(Given information begins)

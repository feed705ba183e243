use serde::{Deserialize, Serialize};
use std::fmt;
use uuid::Uuid;

/// Client-generated identity of a record.
///
/// Stable for the whole life of the record, including the window before a
/// newly created record receives its server id.
#[derive(Debug, Clone, Copy, PartialEq, Eq, Hash, PartialOrd, Ord, Serialize, Deserialize)]
pub struct ClientId(Uuid);

impl ClientId {
    pub fn new() -> Self {
        ClientId(Uuid::new_v4())
    }

    pub fn as_uuid(&self) -> &Uuid {
        &self.0
    }
}

impl Default for ClientId {
    fn default() -> Self {
        Self::new()
    }
}

impl fmt::Display for ClientId {
    fn fmt(&self, f: &mut fmt::Formatter<'_>) -> fmt::Result {
        write!(f, "@lid:{}", self.0)
    }
}
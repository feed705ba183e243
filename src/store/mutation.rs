// ============================================================================
// Local Mutation & Commit Bookkeeping
// ============================================================================
//
// Everything that changes a record outside of a push: application writes,
// deletes, rollbacks, unloads, and the per-record outcome of a commit.
//
// Each operation keeps the dirty/transaction invariant: a record is a
// member of exactly one open transaction while dirty, and of none while
// clean (see `sync_membership`).
//
// ============================================================================

use super::{Store, StoreState};
use crate::core::{Attributes, ClientId, Result, StoreError, ValidationErrors, overlay};
use crate::finders::FindOptions;
use crate::payload::{Payload, PrimaryData};
use crate::record::{DirtyPhase, Record, RecordData, RecordState};
use crate::relationships::graph::RelationshipGraph;
use crate::relationships::{Linkage, WriteMode};
use crate::schema::{RelationshipKind, RelationshipMeta};
use crate::transaction::{CommitReport, DirtyType, Transaction, TransactionId, commit_transaction};
use chrono::Utc;
use serde_json::Value as JsonValue;
use std::slice;

/// An untouched record returns to clean once its last local change is undone.
fn settle(data: &mut RecordData) {
    if data.state == RecordState::Updated(DirtyPhase::Uncommitted) && !data.has_local_changes() {
        data.state = RecordState::Clean;
    }
}
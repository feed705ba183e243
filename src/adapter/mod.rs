// ============================================================================
// Adapter Contract
// ============================================================================
//
// The single mandatory collaborator of a store: one async method per
// remote operation, each answering with a raw, wire-specific payload.
// Only `capabilities` and `find_record` are required; every other method
// reports `AdapterError::Unsupported` unless implemented.
//
// Capabilities are declared, not probed: the store reads them once when
// the adapter is registered.
//
// ============================================================================

use crate::core::{AdapterError, AdapterResult, Result, StoreError};
use crate::payload::RawPayload;
use crate::record::{Snapshot, SnapshotRecordArray};
use crate::record_array::RecordArray;
use crate::schema::RelationshipMeta;
use crate::store::Store;
use async_trait::async_trait;
use serde_json::Value as JsonValue;
use std::collections::HashMap;
use std::fmt;
use std::sync::Arc;

/// How an adapter's `query` is called.
#[derive(Debug, Clone, Copy, Default, PartialEq, Eq)]
pub enum QueryConvention {
    /// `query` receives the array it is answering for
    PopulatesRecordArray,
    /// `query` receives no array; the store creates one from the response
    #[default]
    ReturnsPayload,
}

#[derive(Debug, Clone, Copy, Default, PartialEq, Eq)]
pub struct AdapterCapabilities {
    pub query_convention: QueryConvention,
    /// Saves of one (model, dirty type) group go through one batched call
    pub batch_saves: bool,
    /// `Store::find_many` goes through one `find_many` call instead of one
    /// `find_record` per id
    pub coalesce_find_requests: bool,
}

impl AdapterCapabilities {
    pub fn new() -> Self {
        Self::default()
    }

    pub fn query_convention(mut self, convention: QueryConvention) -> Self {
        self.query_convention = convention;
        self
    }

    pub fn batch_saves(mut self, enabled: bool) -> Self {
        self.batch_saves = enabled;
        self
    }

    pub fn coalesce_find_requests(mut self, enabled: bool) -> Self {
        self.coalesce_find_requests = enabled;
        self
    }
}

/// Per-record outcome of a batched save.
pub type BatchSaveResult = AdapterResult<Vec<AdapterResult<Option<RawPayload>>>>;

#[async_trait]
pub trait Adapter: Send + Sync {
    fn capabilities(&self) -> AdapterCapabilities;

    async fn find_record(
        &self,
        store: &Store,
        model: &str,
        id: &str,
        snapshot: &Snapshot,
    ) -> AdapterResult<RawPayload>;

    async fn find_many(
        &self,
        _store: &Store,
        _model: &str,
        _ids: &[String],
        _snapshots: &[Snapshot],
    ) -> AdapterResult<RawPayload> {
        Err(AdapterError::Unsupported("findMany"))
    }

    async fn find_has_many(
        &self,
        _store: &Store,
        _snapshot: &Snapshot,
        _link: &str,
        _relationship: &RelationshipMeta,
    ) -> AdapterResult<RawPayload> {
        Err(AdapterError::Unsupported("findHasMany"))
    }

    async fn find_belongs_to(
        &self,
        _store: &Store,
        _snapshot: &Snapshot,
        _link: &str,
        _relationship: &RelationshipMeta,
    ) -> AdapterResult<RawPayload> {
        Err(AdapterError::Unsupported("findBelongsTo"))
    }

    async fn find_all(
        &self,
        _store: &Store,
        _model: &str,
        _since_token: Option<&JsonValue>,
        _snapshots: &SnapshotRecordArray,
    ) -> AdapterResult<RawPayload> {
        Err(AdapterError::Unsupported("findAll"))
    }

    /// `array` is `Some` only for adapters declaring
    /// [`QueryConvention::PopulatesRecordArray`].
    async fn query(
        &self,
        _store: &Store,
        _model: &str,
        _query: &JsonValue,
        _array: Option<&RecordArray>,
        _options: Option<&JsonValue>,
    ) -> AdapterResult<RawPayload> {
        Err(AdapterError::Unsupported("query"))
    }

    async fn query_record(
        &self,
        _store: &Store,
        _model: &str,
        _query: &JsonValue,
        _options: Option<&JsonValue>,
    ) -> AdapterResult<RawPayload> {
        Err(AdapterError::Unsupported("queryRecord"))
    }

    async fn create_record(
        &self,
        _store: &Store,
        _model: &str,
        _snapshot: &Snapshot,
    ) -> AdapterResult<Option<RawPayload>> {
        Err(AdapterError::Unsupported("createRecord"))
    }

    async fn update_record(
        &self,
        _store: &Store,
        _model: &str,
        _snapshot: &Snapshot,
    ) -> AdapterResult<Option<RawPayload>> {
        Err(AdapterError::Unsupported("updateRecord"))
    }

    async fn delete_record(
        &self,
        _store: &Store,
        _model: &str,
        _snapshot: &Snapshot,
    ) -> AdapterResult<Option<RawPayload>> {
        Err(AdapterError::Unsupported("deleteRecord"))
    }

    /// One result per snapshot, in snapshot order.
    async fn create_records(
        &self,
        _store: &Store,
        _model: &str,
        _snapshots: &[Snapshot],
    ) -> BatchSaveResult {
        Err(AdapterError::Unsupported("createRecords"))
    }

    async fn update_records(
        &self,
        _store: &Store,
        _model: &str,
        _snapshots: &[Snapshot],
    ) -> BatchSaveResult {
        Err(AdapterError::Unsupported("updateRecords"))
    }

    async fn delete_records(
        &self,
        _store: &Store,
        _model: &str,
        _snapshots: &[Snapshot],
    ) -> BatchSaveResult {
        Err(AdapterError::Unsupported("deleteRecords"))
    }
}

/// An adapter together with the capabilities it declared at registration.
#[derive(Clone)]
pub struct RegisteredAdapter {
    adapter: Arc<dyn Adapter>,
    capabilities: AdapterCapabilities,
}

impl RegisteredAdapter {
    pub fn new(adapter: Arc<dyn Adapter>) -> Self {
        let capabilities = adapter.capabilities();
        Self {
            adapter,
            capabilities,
        }
    }

    pub fn adapter(&self) -> &dyn Adapter {
        self.adapter.as_ref()
    }

    pub fn capabilities(&self) -> AdapterCapabilities {
        self.capabilities
    }
}

impl fmt::Debug for RegisteredAdapter {
    fn fmt(&self, f: &mut fmt::Formatter<'_>) -> fmt::Result {
        f.debug_struct("RegisteredAdapter")
            .field("capabilities", &self.capabilities)
            .finish()
    }
}

/// Default adapter plus per-model overrides.
#[derive(Debug, Clone, Default)]
pub struct AdapterRegistry {
    default: Option<RegisteredAdapter>,
    per_model: HashMap<String, RegisteredAdapter>,
}

impl AdapterRegistry {
    pub fn new() -> Self {
        Self::default()
    }

    pub fn set_default(&mut self, adapter: Arc<dyn Adapter>) {
        self.default = Some(RegisteredAdapter::new(adapter));
    }

    pub fn register(&mut self, model: impl Into<String>, adapter: Arc<dyn Adapter>) {
        self.per_model
            .insert(model.into(), RegisteredAdapter::new(adapter));
    }

    pub fn registered_models(&self) -> impl Iterator<Item = &str> {
        self.per_model.keys().map(String::as_str)
    }

    /// The adapter serving `model`; none registered is caller misuse.
    pub fn adapter_for(&self, model: &str) -> Result<RegisteredAdapter> {
        self.per_model
            .get(model)
            .or(self.default.as_ref())
            .cloned()
            .ok_or_else(|| {
                StoreError::Misuse(format!("No adapter was found for '{}'", model))
            })
    }
}

/// Map an `Unsupported` adapter answer to caller misuse; everything else is
/// passed through as an adapter error.
pub(crate) fn required(result: AdapterResult<RawPayload>) -> Result<AdapterResult<RawPayload>> {
    match result {
        Err(AdapterError::Unsupported(operation)) => Err(StoreError::Misuse(format!(
            "The adapter does not implement '{}'",
            operation
        ))),
        other => Ok(other),
    }
}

(Given information ends)

Where a line in the entries holds "SnapshotRecordArray", copy that line.

use crate::record::{Snapshot, SnapshotRecordArray};
        _snapshots: &SnapshotRecordArray,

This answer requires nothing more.